Comme on le notait dans le titre de ce paragraphe, ibn Rushd va tenter de légi­timer en religion le recours à la philosophie en général et à la logique d'Aristote en particulier. Il commence par se référer à la théorie dite des " cinq qualifica­tions " (al-ahkam al-khamsa) selon laquelle tout acte ressortit à l'une de ces ap­préciations. A cette théorie ibn Rushd joindra celle des trois classes d'arguments et d'esprits dont on parlera infra. Dans ces cinq qualifications on peut distinguer deux couples antithétiques : l'action obligatoire dite wadjib dont l'accomplissement entraîne une récompense et le non-accomplissement un châtiment. En face on trouve l'action strictement interdite dite haram dont l'accomplissement entraîne nécessairement un châtiment et le non-accomplissement une récompense. Il y a en­suite l'action purement méritoire ou agréable aux yeux de Dieu qui est dite mos­tahib ou mandoub laho dont l'accomplissement entraîne une récompense mais dont le non-accomplissement ne saurait être sanctionné par un châtiment; en face nous trouvons l'action symétrique dite makhour, blâmable : son accomplissement n'entraîne évidemment aucune récompense mais son non-accomplissement peut en entraîner une. Entre ces deux couples antithétiques il y a une sorte d'action neutre, parce que permise, mobah, qui n'entraîne dans les deux cas ni châtiment ni ré­compense. L. Gauthier note avec raison que cette théorie est intégralement mu­sulmane mais celle qui divise les esprits (et les arguments auxquels ils sont sen­sibles) en trois classes est aristotélicienne. Ces catégories d'esprits ou d'arguments sont : démonstratifs, dialectiques et persuasifs . La connexion des deux livre la clef de l'entente entre la religion et la philosophie. Voici ce que dit ibn Rushd :

" Notre but dans ce traité est d'examiner du point de vue de la spéculation reli­gieuse si l'étude de la philosophie et des sciences logiques est permise ou défendue par la loi religieuse ou bien prescrite par elle, soit à titre méritoire soit à titre obligatoire. "[4]

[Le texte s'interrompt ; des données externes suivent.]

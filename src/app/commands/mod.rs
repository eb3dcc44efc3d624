pub mod digest;
pub mod render;
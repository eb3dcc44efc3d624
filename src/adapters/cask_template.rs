use std::sync::OnceLock;

use include_dir::{Dir, include_dir};
use minijinja::{AutoEscape, Environment, UndefinedBehavior};
use serde::Serialize;

use crate::domain::{AppError, Arch, CaskProfile, CaskVariant, ReleaseInputs};

static CASK_TEMPLATES: Dir = include_dir!("$CARGO_MANIFEST_DIR/src/assets/casks");

static ENV: OnceLock<Result<Environment<'static>, String>> = OnceLock::new();

/// Values substituted into a cask template.
#[derive(Debug, Clone, Serialize)]
pub struct CaskContext {
    pub token: String,
    pub name: String,
    pub desc: String,
    pub homepage: String,
    pub app: String,
    pub binary_source: String,
    pub binary_target: String,
    pub zap_paths: Vec<String>,
    pub version: String,
    pub sha_arm: String,
    pub sha_intel: Option<String>,
    pub url_arm: String,
    pub url_intel: String,
}

impl CaskContext {
    pub fn new(profile: &CaskProfile, inputs: &ReleaseInputs) -> Result<Self, AppError> {
        Ok(Self {
            token: profile.token.to_string(),
            name: profile.name.to_string(),
            desc: profile.desc.to_string(),
            homepage: profile.homepage.to_string(),
            app: profile.app.to_string(),
            binary_source: profile.binary_source(),
            binary_target: profile.binary_target.to_string(),
            zap_paths: profile.zap_paths(),
            version: inputs.version.clone(),
            sha_arm: inputs.checksums.arm().to_string(),
            sha_intel: inputs.checksums.intel().map(str::to_string),
            url_arm: profile.download_url(Arch::Arm64)?,
            url_intel: profile.download_url(Arch::Intel)?,
        })
    }
}

/// Renders casks from the templates embedded in the binary.
#[derive(Debug, Clone, Copy, Default)]
pub struct CaskTemplateRenderer;

impl CaskTemplateRenderer {
    pub fn new() -> Self {
        Self
    }

    /// Render the template matching the shape of `inputs.checksums`.
    pub fn render(
        &self,
        profile: &CaskProfile,
        inputs: &ReleaseInputs,
    ) -> Result<String, AppError> {
        let variant = inputs.checksums.variant();
        let context = CaskContext::new(profile, inputs)?;
        self.render_variant(variant, &context)
    }

    fn render_variant(
        &self,
        variant: CaskVariant,
        context: &CaskContext,
    ) -> Result<String, AppError> {
        let env = ENV
            .get_or_init(build_environment)
            .as_ref()
            .map_err(|e| AppError::Template(e.clone()))?;
        let name = variant.template_name();

        let template = env
            .get_template(name)
            .map_err(|e| AppError::Template(format!("Failed to load template '{}': {}", name, e)))?;

        template
            .render(context)
            .map_err(|e| AppError::Template(format!("Failed to render template '{}': {}", name, e)))
    }
}

fn build_environment() -> Result<Environment<'static>, String> {
    let mut env = Environment::new();
    env.set_keep_trailing_newline(true);
    env.set_undefined_behavior(UndefinedBehavior::Strict);
    env.set_auto_escape_callback(|_| AutoEscape::None);

    for file in CASK_TEMPLATES.files() {
        let name = file
            .path()
            .to_str()
            .ok_or_else(|| format!("Template path {} is not valid UTF-8", file.path().display()))?;
        let source = file
            .contents_utf8()
            .ok_or_else(|| format!("Template '{}' is not valid UTF-8", name))?;
        env.add_template(name, source)
            .map_err(|e| format!("Failed to register template '{}': {}", name, e))?;
    }

    Ok(env)
}
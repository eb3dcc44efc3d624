/// Port for reading release inputs from the environment.
pub trait EnvSource {
    /// Value of `key`, or `None` when it is unset.
    fn var(&self, key: &str) -> Option<String>;
}
//! Live reload demo server.
//!
//! Provides commands for:
//! - `serve`: Serve a templates/static tree with live reload
//! - `check`: Show whether paths would trigger a reload

mod commands;
mod error;
mod output;
mod site;

use clap::{Parser, Subcommand};
use tracing_subscriber::EnvFilter;

use commands::{CheckArgs, ServeArgs};
use output::Output;

/// Live reload demo server.
#[derive(Parser)]
#[command(name = "livereload-demo", version, about)]
struct Cli {
    #[command(subcommand)]
    command: Commands,
}

#[derive(Subcommand)]
enum Commands {
    /// Start the development server.
    Serve(ServeArgs),
    /// Check which paths would trigger a reload.
    Check(CheckArgs),
}

fn main() {
    let cli = Cli::parse();
    let output = Output::new();

    // Only the serve command takes --verbose
    let verbose = matches!(&cli.command, Commands::Serve(args) if args.verbose);

    // Initialize tracing before any command runs
    // --verbose enables INFO level, otherwise use RUST_LOG (errors only when unset)
    let filter = if verbose {
        EnvFilter::new("info")
    } else {
        EnvFilter::from_default_env()
    };
    tracing_subscriber::fmt().with_env_filter(filter).init();

    let result = match cli.command {
        // Serve needs an async runtime; check is synchronous
        Commands::Serve(args) => match tokio::runtime::Runtime::new() {
            Ok(rt) => rt.block_on(args.execute()),
            Err(e) => Err(e.into()),
        },
        Commands::Check(args) => args.execute(),
    };

    if let Err(err) = result {
        output.error(&format!("Error: {err}"));
        std::process::exit(1);
    }
}
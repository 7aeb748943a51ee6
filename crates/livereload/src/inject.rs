//! Client script injection.
//!
//! HTML responses get a small script appended that opens an `EventSource` on
//! the stream endpoint and reloads the page on a `reload` message. The body is
//! streamed through with the script chained after it, so nothing is buffered.

use axum::body::{Body, Bytes};
use axum::extract::Request;
use axum::http::header::{CONTENT_ENCODING, CONTENT_LENGTH, CONTENT_TYPE};
use axum::http::{HeaderMap, HeaderValue, Method, StatusCode};
use axum::middleware::Next;
use axum::response::Response;
use futures::{StreamExt, future, stream};

/// Snippet appended to every HTML response.
pub const LIVE_RELOAD_SCRIPT: &str = r#"
<script>
    var source = new EventSource("/_livereload");
    source.onmessage = function(event) {
        if (event.data == "reload") {
            window.location.reload();
        }
    };
</script>
"#;

/// Responses declaring a larger body are passed through untouched.
const MAX_INJECT_BYTES: u64 = 16 * 1024 * 1024;

/// Middleware appending [`LIVE_RELOAD_SCRIPT`] to `text/html` responses.
pub async fn inject_script(request: Request, next: Next) -> Response {
    let is_head = request.method() == Method::HEAD;
    let response = next.run(request).await;

    if is_head || !should_inject(&response) {
        return response;
    }
    append_script(response)
}

fn should_inject(response: &Response) -> bool {
    let status = response.status();
    if status.is_informational()
        || status == StatusCode::NO_CONTENT
        || status == StatusCode::NOT_MODIFIED
    {
        return false;
    }

    let headers = response.headers();
    // Compressed bodies cannot be appended to
    if headers.contains_key(CONTENT_ENCODING) {
        return false;
    }

    let is_html = headers
        .get(CONTENT_TYPE)
        .and_then(|value| value.to_str().ok())
        .is_some_and(|value| value.starts_with("text/html"));

    is_html && content_length(headers).is_none_or(|len| len <= MAX_INJECT_BYTES)
}

fn append_script(response: Response) -> Response {
    let (mut parts, body) = response.into_parts();

    let declared = content_length(&parts.headers);
    parts.headers.remove(CONTENT_LENGTH);
    if let Some(len) = declared {
        parts.headers.insert(
            CONTENT_LENGTH,
            HeaderValue::from(len + LIVE_RELOAD_SCRIPT.len() as u64),
        );
    }

    let script = stream::once(future::ready(Ok::<_, axum::Error>(Bytes::from_static(
        LIVE_RELOAD_SCRIPT.as_bytes(),
    ))));
    let body = Body::from_stream(body.into_data_stream().chain(script));

    Response::from_parts(parts, body)
}

fn content_length(headers: &HeaderMap) -> Option<u64> {
    headers
        .get(CONTENT_LENGTH)
        .and_then(|value| value.to_str().ok())
        .and_then(|value| value.parse().ok())
}
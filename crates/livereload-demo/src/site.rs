//! Demo site routes.
//!
//! Serves `template_dir/<name>.html` at `/<name>` (`/` is `index.html`) and
//! the static directory under `/static`.

use std::io::ErrorKind;
use std::path::PathBuf;
use std::sync::Arc;

use axum::Router;
use axum::extract::{Path, State};
use axum::http::StatusCode;
use axum::response::{Html, IntoResponse, Response};
use axum::routing::get;
use livereload_config::AppConfig;
use tower_http::services::ServeDir;

/// Shared state of the page handlers.
#[derive(Clone)]
struct SiteState {
    template_dir: Arc<PathBuf>,
}

/// Build the demo site router.
pub(crate) fn router(app: &AppConfig) -> Router {
    let state = SiteState {
        template_dir: Arc::new(app.template_dir.clone()),
    };

    Router::new()
        .route("/", get(index))
        .route("/{page}", get(page))
        .nest_service("/static", ServeDir::new(&app.static_dir))
        .with_state(state)
}

async fn index(State(state): State<SiteState>) -> Response {
    render(&state, "index").await
}

async fn page(State(state): State<SiteState>, Path(name): Path<String>) -> Response {
    let name = name.strip_suffix(".html").unwrap_or(&name);
    if name.is_empty() || name.starts_with('.') || name.contains(['/', '\\']) {
        return not_found();
    }
    render(&state, name).await
}

async fn render(state: &SiteState, name: &str) -> Response {
    let path = state.template_dir.join(format!("{name}.html"));

    match tokio::fs::read_to_string(&path).await {
        Ok(content) => Html(content).into_response(),
        Err(e) if e.kind() == ErrorKind::NotFound => not_found(),
        Err(e) => {
            tracing::error!(path = %path.display(), error = %e, "Failed to read template");
            (
                StatusCode::INTERNAL_SERVER_ERROR,
                Html("<h1>Internal Server Error</h1>"),
            )
                .into_response()
        }
    }
}

fn not_found() -> Response {
    (StatusCode::NOT_FOUND, Html("<h1>Not Found</h1>")).into_response()
}

#[cfg(test)]
mod tests {
    use super::*;
    use axum::body::Body;
    use axum::extract::Request;
    use pretty_assertions::assert_eq;
    use std::fs;
    use tower::ServiceExt;

    fn site() -> (tempfile::TempDir, Router) {
        let temp_dir = tempfile::tempdir().unwrap();
        let templates = temp_dir.path().join("templates");
        let statics = temp_dir.path().join("static");
        fs::create_dir_all(&templates).unwrap();
        fs::create_dir_all(statics.join("css")).unwrap();
        fs::write(templates.join("index.html"), "<h1>Home</h1>").unwrap();
        fs::write(templates.join("about.html"), "<h1>About</h1>").unwrap();
        fs::write(statics.join("css").join("site.css"), "body { color: red; }").unwrap();

        let app = AppConfig {
            debug: true,
            template_dir: templates,
            static_dir: statics,
        };
        let router = router(&app);
        (temp_dir, router)
    }

    async fn get_page(router: Router, uri: &str) -> (StatusCode, String) {
        let request = Request::builder().uri(uri).body(Body::empty()).unwrap();
        let response = router.oneshot(request).await.unwrap();
        let status = response.status();
        let body = axum::body::to_bytes(response.into_body(), usize::MAX)
            .await
            .unwrap();
        (status, String::from_utf8(body.to_vec()).unwrap())
    }

    #[tokio::test]
    async fn test_index_page() {
        let (_temp_dir, router) = site();
        assert_eq!(
            get_page(router, "/").await,
            (StatusCode::OK, "<h1>Home</h1>".to_owned())
        );
    }

    #[tokio::test]
    async fn test_named_page() {
        let (_temp_dir, router) = site();
        assert_eq!(
            get_page(router.clone(), "/about").await,
            (StatusCode::OK, "<h1>About</h1>".to_owned())
        );
        assert_eq!(get_page(router, "/about.html").await.0, StatusCode::OK);
    }

    #[tokio::test]
    async fn test_missing_page() {
        let (_temp_dir, router) = site();
        assert_eq!(get_page(router, "/missing").await.0, StatusCode::NOT_FOUND);
    }

    #[tokio::test]
    async fn test_hidden_page_rejected() {
        let (_temp_dir, router) = site();
        assert_eq!(get_page(router, "/.secret").await.0, StatusCode::NOT_FOUND);
    }

    #[tokio::test]
    async fn test_static_file() {
        let (_temp_dir, router) = site();
        assert_eq!(
            get_page(router, "/static/css/site.css").await,
            (StatusCode::OK, "body { color: red; }".to_owned())
        );
    }
}
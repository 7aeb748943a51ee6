//! Environment variable expansion for configuration strings.

use crate::ConfigError;

/// Expand `${VAR}` and `${VAR:-default}` references in `value`.
///
/// Only the braced form is expanded. A bare `$` (as in `assets$v2`) is
/// kept literally, as is an unterminated `${`.
///
/// `field` is the dotted config path used in error messages.
pub(crate) fn expand_env(value: &str, field: &str) -> Result<String, ConfigError> {
    if !value.contains("${") {
        return Ok(value.to_owned());
    }

    let mut expanded = String::with_capacity(value.len());
    let mut rest = value;

    while let Some(start) = rest.find("${") {
        let Some(len) = rest[start..].find('}') else {
            break;
        };
        let reference = &rest[start..=start + len];

        expanded.push_str(&rest[..start]);
        expanded.push_str(&expand_reference(reference, field)?);
        rest = &rest[start + len + 1..];
    }
    expanded.push_str(rest);

    Ok(expanded)
}

/// Expand a single `${...}` reference.
fn expand_reference(reference: &str, field: &str) -> Result<String, ConfigError> {
    shellexpand::env_with_context(reference, |var| -> Result<Option<String>, LookupError> {
        match std::env::var(var) {
            Ok(val) => Ok(Some(val)),
            Err(_) => Err(LookupError {
                var_name: var.to_owned(),
            }),
        }
    })
    .map(std::borrow::Cow::into_owned)
    .map_err(|e| ConfigError::EnvVar {
        field: field.to_owned(),
        message: format!("${{{}}} not set", e.cause.var_name),
    })
}

struct LookupError {
    var_name: String,
}
//! CLI command implementations.

pub(crate) mod check;
pub(crate) mod serve;

pub(crate) use check::CheckArgs;
pub(crate) use serve::ServeArgs;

Comme le note Gauthier ibn Rushd n'utilise pas ici le terme général de hikma (sagesse) mais celui plus technique de falsafa (philosophie). Toutefois, dans tout le reste du traité, c'est hikma qui est le plus récurrent. Ibn Rushd part du raisonne­ment suivant : la philosophie a pour but l'étude de l'univers afin de parvenir à la connaissance de son créateur, Dieu. Or la loi religieuse ordonne de s'instruire par la contemplation de l'univers; partant, la loi religieuse ordonne aussi l'étude de la philosophie. Celle-ci est donc soit méritoire soit obligatoire de par la loi divine. Ibn Rushd cite deux versets du Coran (88;17-18) :

" N'ont-ils pas réfléchi sur le royaume des cieux et de la terre, et sur toutes les choses que Dieu a créées ?... Ne voient-ils pas les chameaux, comment ils ont été créés, et le ciel, comment il a été élevé ! "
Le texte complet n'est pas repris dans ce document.